God in his wisdom hath so made the outward world, that it is a strange and wonderful picture of the inner world. Nature has an analogy with grace. The wonders that God does in the heart of man, each of them finds a parallel, a picture, a metaphor, an illustration, in the wonders which God performs in providence. It is the duty of the minister always to look for these analogies. Our Saviour did so. He is the model preacher: his preaching was made up of parables, pictures from the outer world, accommodated to teach great and mighty truths. And so is man's mind constituted that we can always see a thing better through a picture than anyhow else. If you tell a man a simple truth, he does not see it nearly so well as if you told it to him in an illustration. If I should attempt to describe the flight of a soul from sin to Christ, you would not see it one half so readily as if I should picture John Bunyan's pilgrim running out of the city of destruction, with his fingers in his ears, and hastening with all his might to the wicket gate. There is something tangible in a picture, a something which our poor flesh and blood can lay hold of; and therefore the mind, grasping through the flesh and the blood, is able to understand the idea, and to appropriate it. Hence the necessity and usefulness of the minister always endeavonring to illustrate his sermon, and to make his discourse as much as possible like the parables of Jesus Christ.

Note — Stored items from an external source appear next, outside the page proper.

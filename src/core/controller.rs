// src/core/controller.rs — Generate, evaluate, retry with feedback

use tracing::Instrument;

use super::composer::PromptComposer;
use super::generator::Generator;
use super::types::{AttemptState, ProgressEvent, TurnOutcome, TurnReport};
use crate::evaluator::Evaluator;
use crate::infra::errors::ProphetError;
use crate::provider::{Message, TokenUsage};
use crate::util::preview;

pub const DEFAULT_MAX_ATTEMPTS: u8 = 3;

/// Drives one user turn through at most `max_attempts` generate/evaluate rounds.
///
/// Holds no per-turn state; a single controller can serve any number of turns.
pub struct RetryController {
    composer: PromptComposer,
    generator: Generator,
    evaluator: Evaluator,
    max_attempts: u8,
    on_progress: Option<Box<dyn Fn(ProgressEvent) + Send + Sync>>,
}

impl RetryController {
    /// `max_attempts` below 1 is raised to 1.
    pub fn new(
        composer: PromptComposer,
        generator: Generator,
        evaluator: Evaluator,
        max_attempts: u8,
    ) -> Self {
        Self {
            composer,
            generator,
            evaluator,
            max_attempts: max_attempts.max(1),
            on_progress: None,
        }
    }

    /// Set a callback for attempt lifecycle events.
    pub fn with_progress(mut self, cb: impl Fn(ProgressEvent) + Send + Sync + 'static) -> Self {
        self.on_progress = Some(Box::new(cb));
        self
    }

    fn emit(&self, event: ProgressEvent) {
        if let Some(ref cb) = self.on_progress {
            cb(event);
        }
    }

    pub fn max_attempts(&self) -> u8 {
        self.max_attempts
    }

    /// Reply text only. Accepted and exhausted turns look the same to the caller.
    pub async fn respond(&self, message: &str, history: &[Message]) -> Result<String, ProphetError> {
        Ok(self.run_turn(message, history).await?.reply)
    }

    /// Run one turn to completion.
    ///
    /// `history` is the conversation before `message`; it is read, never modified.
    /// Every candidate is evaluated exactly once. A rejected candidate is fed back,
    /// with the evaluator's feedback, into the next generation on top of the base
    /// instruction. When every attempt
    /// is rejected the last candidate is returned with [`TurnOutcome::Exhausted`].
    pub async fn run_turn(
        &self,
        message: &str,
        history: &[Message],
    ) -> Result<TurnReport, ProphetError> {
        let span = tracing::info_span!("turn", id = %uuid::Uuid::new_v4());
        self.attempt_loop(message, history).instrument(span).await
    }

    async fn attempt_loop(
        &self,
        message: &str,
        history: &[Message],
    ) -> Result<TurnReport, ProphetError> {
        let mut system = self.composer.compose(message);
        let mut usage = TokenUsage::default();
        let mut state = AttemptState::start();

        loop {
            let AttemptState::Attempting(attempt) = state else {
                break;
            };
            self.emit(ProgressEvent::AttemptStart {
                attempt,
                max_attempts: self.max_attempts,
            });

            let candidate = self.generator.generate(&system, history, message).await?;
            usage.add(&candidate.usage);

            let eval = self
                .evaluator
                .evaluate(&candidate.text, message, history)
                .await?;
            usage.add(&eval.usage);

            state = state.next(eval.verdict.is_acceptable, self.max_attempts);
            match state {
                AttemptState::Accepted => {
                    if attempt > 1 {
                        tracing::info!(attempt, "Reply accepted after retry");
                    } else {
                        tracing::debug!("Reply accepted on first attempt");
                    }
                    self.emit(ProgressEvent::Accepted { attempt });
                    return Ok(TurnReport {
                        reply: candidate.text,
                        outcome: TurnOutcome::Accepted,
                        attempts: attempt,
                        usage,
                    });
                }
                AttemptState::Exhausted => {
                    tracing::warn!(
                        attempts = attempt,
                        feedback = %preview(&eval.verdict.feedback, 120),
                        "All attempts rejected; returning last candidate",
                    );
                    self.emit(ProgressEvent::Rejected {
                        attempt,
                        feedback: eval.verdict.feedback,
                    });
                    self.emit(ProgressEvent::Exhausted { attempts: attempt });
                    return Ok(TurnReport {
                        reply: candidate.text,
                        outcome: TurnOutcome::Exhausted,
                        attempts: attempt,
                        usage,
                    });
                }
                AttemptState::Attempting(_) => {
                    tracing::debug!(
                        attempt,
                        feedback = %preview(&eval.verdict.feedback, 120),
                        "Reply rejected",
                    );
                    system = self
                        .composer
                        .compose_retry(&candidate.text, &eval.verdict.feedback);
                    self.emit(ProgressEvent::Rejected {
                        attempt,
                        feedback: eval.verdict.feedback,
                    });
                }
            }
        }

        // `state` only leaves Attempting through the returns above.
        Err(ProphetError::Other(anyhow::anyhow!(
            "retry loop ended in state {}",
            state
        )))
    }
}

#[cfg(test)]
mod tests {
    use std::sync::{Arc, Mutex};

    use super::*;
    use crate::persona::{PersonaBrief, PersonaContext, Rubrics};
    use crate::provider::{ChatResponse, MockProvider};

    fn brief() -> Arc<PersonaBrief> {
        let rubrics = Rubrics {
            responder: "You are the Prophet.".into(),
            evaluator: "You are the critic.".into(),
        };
        Arc::new(PersonaBrief::build(&PersonaContext::default(), &rubrics))
    }

    fn controller(gen: MockProvider, eval: MockProvider, max: u8) -> RetryController {
        let brief = brief();
        RetryController::new(
            PromptComposer::new(brief.clone(), None),
            Generator::new(Arc::new(gen), "main"),
            Evaluator::new(Arc::new(eval), "eval", brief),
            max,
        )
    }

    fn text(content: &str) -> Result<ChatResponse, ProphetError> {
        Ok(ChatResponse {
            content: content.into(),
            usage: TokenUsage {
                input_tokens: 1,
                output_tokens: 1,
            },
        })
    }

    #[tokio::test]
    async fn test_accept_first_attempt() {
        let mut gen = MockProvider::new();
        gen.expect_chat().times(1).returning(|_| text("Mortals…"));
        let mut eval = MockProvider::new();
        eval.expect_chat()
            .times(1)
            .returning(|_| text(r#"{"is_acceptable": true, "feedback": "good"}"#));

        let report = controller(gen, eval, 3).run_turn("Hello", &[]).await.unwrap();
        assert_eq!(report.reply, "Mortals…");
        assert_eq!(report.outcome, TurnOutcome::Accepted);
        assert_eq!(report.attempts, 1);
        assert_eq!(report.usage.total(), 4);
    }

    #[tokio::test]
    async fn test_exhaustion_returns_last_candidate() {
        let mut gen = MockProvider::new();
        let n = Arc::new(Mutex::new(0));
        let counter = n.clone();
        gen.expect_chat().times(3).returning(move |_| {
            let mut n = counter.lock().unwrap();
            *n += 1;
            text(&format!("reply {}", *n))
        });
        let mut eval = MockProvider::new();
        eval.expect_chat()
            .times(3)
            .returning(|_| text(r#"{"is_acceptable": false, "feedback": "no"}"#));

        let report = controller(gen, eval, 3).run_turn("Hello", &[]).await.unwrap();
        assert_eq!(report.reply, "reply 3");
        assert_eq!(report.outcome, TurnOutcome::Exhausted);
        assert_eq!(report.attempts, 3);
    }

    #[tokio::test]
    async fn test_zero_max_attempts_clamped() {
        let mut gen = MockProvider::new();
        gen.expect_chat().times(1).returning(|_| text("only"));
        let mut eval = MockProvider::new();
        eval.expect_chat()
            .times(1)
            .returning(|_| text("garbage"));

        let c = controller(gen, eval, 0);
        assert_eq!(c.max_attempts(), 1);
        assert_eq!(c.respond("Hello", &[]).await.unwrap(), "only");
    }

    #[tokio::test]
    async fn test_progress_events() {
        let mut gen = MockProvider::new();
        gen.expect_chat().times(2).returning(|_| text("r"));
        let mut eval = MockProvider::new();
        let calls = Arc::new(Mutex::new(0));
        let c2 = calls.clone();
        eval.expect_chat().times(2).returning(move |_| {
            let mut c = c2.lock().unwrap();
            *c += 1;
            if *c == 1 {
                text(r#"{"is_acceptable": false, "feedback": "flat"}"#)
            } else {
                text(r#"{"is_acceptable": true, "feedback": "ok"}"#)
            }
        });

        let events = Arc::new(Mutex::new(Vec::new()));
        let sink = events.clone();
        let c = controller(gen, eval, 3).with_progress(move |e| {
            sink.lock().unwrap().push(format!("{:?}", e));
        });
        let report = c.run_turn("Hello", &[]).await.unwrap();
        assert_eq!(report.attempts, 2);

        let events = events.lock().unwrap();
        assert_eq!(events.len(), 4);
        assert!(events[0].starts_with("AttemptStart { attempt: 1"));
        assert!(events[1].contains("flat"));
        assert!(events[2].starts_with("AttemptStart { attempt: 2"));
        assert!(events[3].starts_with("Accepted { attempt: 2"));
    }

    #[tokio::test]
    async fn test_generator_error_aborts_turn() {
        let mut gen = MockProvider::new();
        gen.expect_chat()
            .times(1)
            .returning(|_| Err(ProphetError::provider("mock", "down")));
        let mut eval = MockProvider::new();
        eval.expect_chat().times(0);

        let err = controller(gen, eval, 3).respond("Hello", &[]).await.unwrap_err();
        assert!(err.is_transport());
    }
}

Now, there are very few minds that can make parables. The fact is, I do not know of but one good allegory in the English language, and that is, the "Pilgrim's Progress in Parables, pictures, and analogies are not so easy as some think; most men can understand them, but few can create them. Happy for us who are ministers of Christ, we have no great trouble about this matter; we have not to make parables; they are made for us. I believe that Old Testament history has for one of its designs the furnishing of the Christian minister with illustrations; so that a truth which I find in the New Testament in its naked form taught me as a doctrine, I find in the Old Testament cast into a parable. And so would we use this most excellent ancient book, the Old Testament, as an illustration of the New, and as a means of explaining to our minds the truth that is taught to us in a more doctrinal form in the New Testament.
Read the sermon in its entirety HERE. By the way, John MacArthur has adopted this same philosophy, usually employing the OT as illustrative material for the NT truth.